PROBLEM - Answer with one number only: the count of lines below that hold the word "crate".

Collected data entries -
[Start of section]
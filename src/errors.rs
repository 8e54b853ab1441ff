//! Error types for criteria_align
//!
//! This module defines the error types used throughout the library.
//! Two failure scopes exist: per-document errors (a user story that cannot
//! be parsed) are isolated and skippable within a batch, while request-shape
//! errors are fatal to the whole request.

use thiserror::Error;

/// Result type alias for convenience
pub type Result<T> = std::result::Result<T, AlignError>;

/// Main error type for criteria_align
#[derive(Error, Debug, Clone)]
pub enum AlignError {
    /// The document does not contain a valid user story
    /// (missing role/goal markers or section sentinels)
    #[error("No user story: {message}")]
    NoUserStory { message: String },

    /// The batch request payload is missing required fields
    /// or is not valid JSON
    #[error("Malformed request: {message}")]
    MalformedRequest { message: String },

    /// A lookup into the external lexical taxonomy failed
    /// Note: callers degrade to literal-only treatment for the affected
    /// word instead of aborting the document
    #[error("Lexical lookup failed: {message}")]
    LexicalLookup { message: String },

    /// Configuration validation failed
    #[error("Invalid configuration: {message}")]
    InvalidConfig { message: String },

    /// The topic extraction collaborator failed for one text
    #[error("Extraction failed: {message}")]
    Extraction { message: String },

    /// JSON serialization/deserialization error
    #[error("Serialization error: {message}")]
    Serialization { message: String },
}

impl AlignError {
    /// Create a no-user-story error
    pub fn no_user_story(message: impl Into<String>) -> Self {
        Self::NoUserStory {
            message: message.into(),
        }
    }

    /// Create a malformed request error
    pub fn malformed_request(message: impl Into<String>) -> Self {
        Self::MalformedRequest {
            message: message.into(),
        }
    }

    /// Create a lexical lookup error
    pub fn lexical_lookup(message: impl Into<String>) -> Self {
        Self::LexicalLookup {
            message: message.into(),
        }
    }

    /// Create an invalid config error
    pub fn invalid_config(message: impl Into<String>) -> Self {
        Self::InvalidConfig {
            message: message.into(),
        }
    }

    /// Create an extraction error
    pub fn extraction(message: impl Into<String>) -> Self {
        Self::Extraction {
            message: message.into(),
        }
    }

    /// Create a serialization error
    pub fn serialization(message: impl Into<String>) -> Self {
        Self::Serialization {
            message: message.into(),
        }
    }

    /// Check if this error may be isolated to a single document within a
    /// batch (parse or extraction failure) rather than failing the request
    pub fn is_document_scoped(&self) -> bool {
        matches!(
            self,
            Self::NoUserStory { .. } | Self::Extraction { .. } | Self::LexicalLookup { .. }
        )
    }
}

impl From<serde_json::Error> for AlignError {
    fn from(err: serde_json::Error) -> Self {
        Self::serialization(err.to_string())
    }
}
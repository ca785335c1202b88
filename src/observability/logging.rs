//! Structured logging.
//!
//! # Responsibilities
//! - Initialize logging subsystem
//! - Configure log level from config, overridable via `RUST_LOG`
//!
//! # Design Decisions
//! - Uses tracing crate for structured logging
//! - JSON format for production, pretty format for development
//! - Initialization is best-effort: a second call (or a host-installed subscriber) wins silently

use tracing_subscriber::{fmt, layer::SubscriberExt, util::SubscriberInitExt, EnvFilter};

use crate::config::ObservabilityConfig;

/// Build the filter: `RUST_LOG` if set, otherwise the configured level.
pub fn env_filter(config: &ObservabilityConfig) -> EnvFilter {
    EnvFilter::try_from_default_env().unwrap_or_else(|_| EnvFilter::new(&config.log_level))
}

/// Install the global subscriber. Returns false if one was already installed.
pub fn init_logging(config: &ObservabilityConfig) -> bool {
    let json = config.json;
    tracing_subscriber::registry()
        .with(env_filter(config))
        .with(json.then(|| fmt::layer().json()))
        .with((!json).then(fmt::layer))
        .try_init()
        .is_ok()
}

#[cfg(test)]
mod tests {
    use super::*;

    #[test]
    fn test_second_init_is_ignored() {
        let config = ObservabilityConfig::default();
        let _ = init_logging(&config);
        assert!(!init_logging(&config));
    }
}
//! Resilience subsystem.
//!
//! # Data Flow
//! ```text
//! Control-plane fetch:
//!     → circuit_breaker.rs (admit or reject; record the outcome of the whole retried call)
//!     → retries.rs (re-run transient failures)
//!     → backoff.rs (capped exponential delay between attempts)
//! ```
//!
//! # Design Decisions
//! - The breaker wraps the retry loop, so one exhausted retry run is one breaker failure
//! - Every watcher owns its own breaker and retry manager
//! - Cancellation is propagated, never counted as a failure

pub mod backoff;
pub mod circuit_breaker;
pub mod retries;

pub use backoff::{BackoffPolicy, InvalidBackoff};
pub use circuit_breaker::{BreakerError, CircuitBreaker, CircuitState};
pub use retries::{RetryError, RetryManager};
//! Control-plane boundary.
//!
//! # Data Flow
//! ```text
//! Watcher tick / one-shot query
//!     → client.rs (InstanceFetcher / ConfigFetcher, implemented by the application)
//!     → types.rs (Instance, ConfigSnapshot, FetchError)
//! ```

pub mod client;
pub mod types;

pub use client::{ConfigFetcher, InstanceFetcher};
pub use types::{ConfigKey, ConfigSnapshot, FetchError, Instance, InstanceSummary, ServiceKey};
[End of section]
[Start of section]
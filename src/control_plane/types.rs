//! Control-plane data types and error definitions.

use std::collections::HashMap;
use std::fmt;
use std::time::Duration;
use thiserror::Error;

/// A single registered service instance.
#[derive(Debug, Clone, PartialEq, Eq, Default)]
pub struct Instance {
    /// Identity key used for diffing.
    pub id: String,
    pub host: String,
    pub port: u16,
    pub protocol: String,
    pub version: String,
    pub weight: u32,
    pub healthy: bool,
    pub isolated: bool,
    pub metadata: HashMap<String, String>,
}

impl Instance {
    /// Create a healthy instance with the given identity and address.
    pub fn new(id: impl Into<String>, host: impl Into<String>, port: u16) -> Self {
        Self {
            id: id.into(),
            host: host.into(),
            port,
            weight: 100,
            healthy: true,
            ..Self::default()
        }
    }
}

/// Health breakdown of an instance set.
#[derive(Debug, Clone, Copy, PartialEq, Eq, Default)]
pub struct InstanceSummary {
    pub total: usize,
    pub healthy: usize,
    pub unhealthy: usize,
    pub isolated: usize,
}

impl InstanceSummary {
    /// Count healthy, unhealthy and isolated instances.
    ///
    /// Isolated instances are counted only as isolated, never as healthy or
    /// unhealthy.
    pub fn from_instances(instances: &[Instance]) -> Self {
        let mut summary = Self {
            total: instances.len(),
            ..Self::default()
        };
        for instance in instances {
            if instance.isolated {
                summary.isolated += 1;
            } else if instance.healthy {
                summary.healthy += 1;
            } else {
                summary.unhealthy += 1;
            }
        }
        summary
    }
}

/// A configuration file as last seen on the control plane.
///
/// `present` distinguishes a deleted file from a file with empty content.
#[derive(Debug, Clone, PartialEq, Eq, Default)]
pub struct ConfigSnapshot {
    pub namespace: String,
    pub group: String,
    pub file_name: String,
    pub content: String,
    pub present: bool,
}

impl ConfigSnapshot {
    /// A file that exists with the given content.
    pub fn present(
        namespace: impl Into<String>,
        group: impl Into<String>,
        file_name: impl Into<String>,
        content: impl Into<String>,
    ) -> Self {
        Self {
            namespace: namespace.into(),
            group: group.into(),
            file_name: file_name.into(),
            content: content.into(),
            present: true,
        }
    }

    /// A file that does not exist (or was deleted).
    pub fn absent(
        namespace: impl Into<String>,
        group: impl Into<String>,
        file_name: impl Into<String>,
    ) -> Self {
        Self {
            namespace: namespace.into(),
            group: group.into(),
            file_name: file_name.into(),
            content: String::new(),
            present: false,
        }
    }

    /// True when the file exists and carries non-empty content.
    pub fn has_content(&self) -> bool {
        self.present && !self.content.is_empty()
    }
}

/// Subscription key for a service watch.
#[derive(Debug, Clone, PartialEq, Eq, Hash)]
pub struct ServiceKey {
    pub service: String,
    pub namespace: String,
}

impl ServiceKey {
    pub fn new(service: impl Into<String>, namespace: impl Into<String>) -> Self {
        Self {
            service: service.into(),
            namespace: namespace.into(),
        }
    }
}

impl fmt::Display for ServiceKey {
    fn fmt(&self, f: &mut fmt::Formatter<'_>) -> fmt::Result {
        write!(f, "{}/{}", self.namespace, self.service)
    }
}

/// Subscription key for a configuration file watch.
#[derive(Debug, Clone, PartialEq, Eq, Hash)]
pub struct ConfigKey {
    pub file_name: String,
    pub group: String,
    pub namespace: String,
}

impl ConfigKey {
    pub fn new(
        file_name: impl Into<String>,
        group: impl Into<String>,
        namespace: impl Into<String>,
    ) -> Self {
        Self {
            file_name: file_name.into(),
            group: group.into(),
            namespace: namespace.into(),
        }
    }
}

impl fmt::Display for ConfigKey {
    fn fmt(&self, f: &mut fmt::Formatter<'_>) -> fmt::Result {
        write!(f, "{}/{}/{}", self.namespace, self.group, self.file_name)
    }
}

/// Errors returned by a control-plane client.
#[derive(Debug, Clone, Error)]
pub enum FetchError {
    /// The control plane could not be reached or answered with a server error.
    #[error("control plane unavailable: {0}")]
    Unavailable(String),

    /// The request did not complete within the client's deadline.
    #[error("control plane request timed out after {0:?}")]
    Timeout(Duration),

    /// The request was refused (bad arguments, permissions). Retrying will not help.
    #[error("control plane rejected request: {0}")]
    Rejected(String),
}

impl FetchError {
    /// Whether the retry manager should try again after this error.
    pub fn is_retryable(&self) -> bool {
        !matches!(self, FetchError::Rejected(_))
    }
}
[End of section]
TASK RESPONSE - 2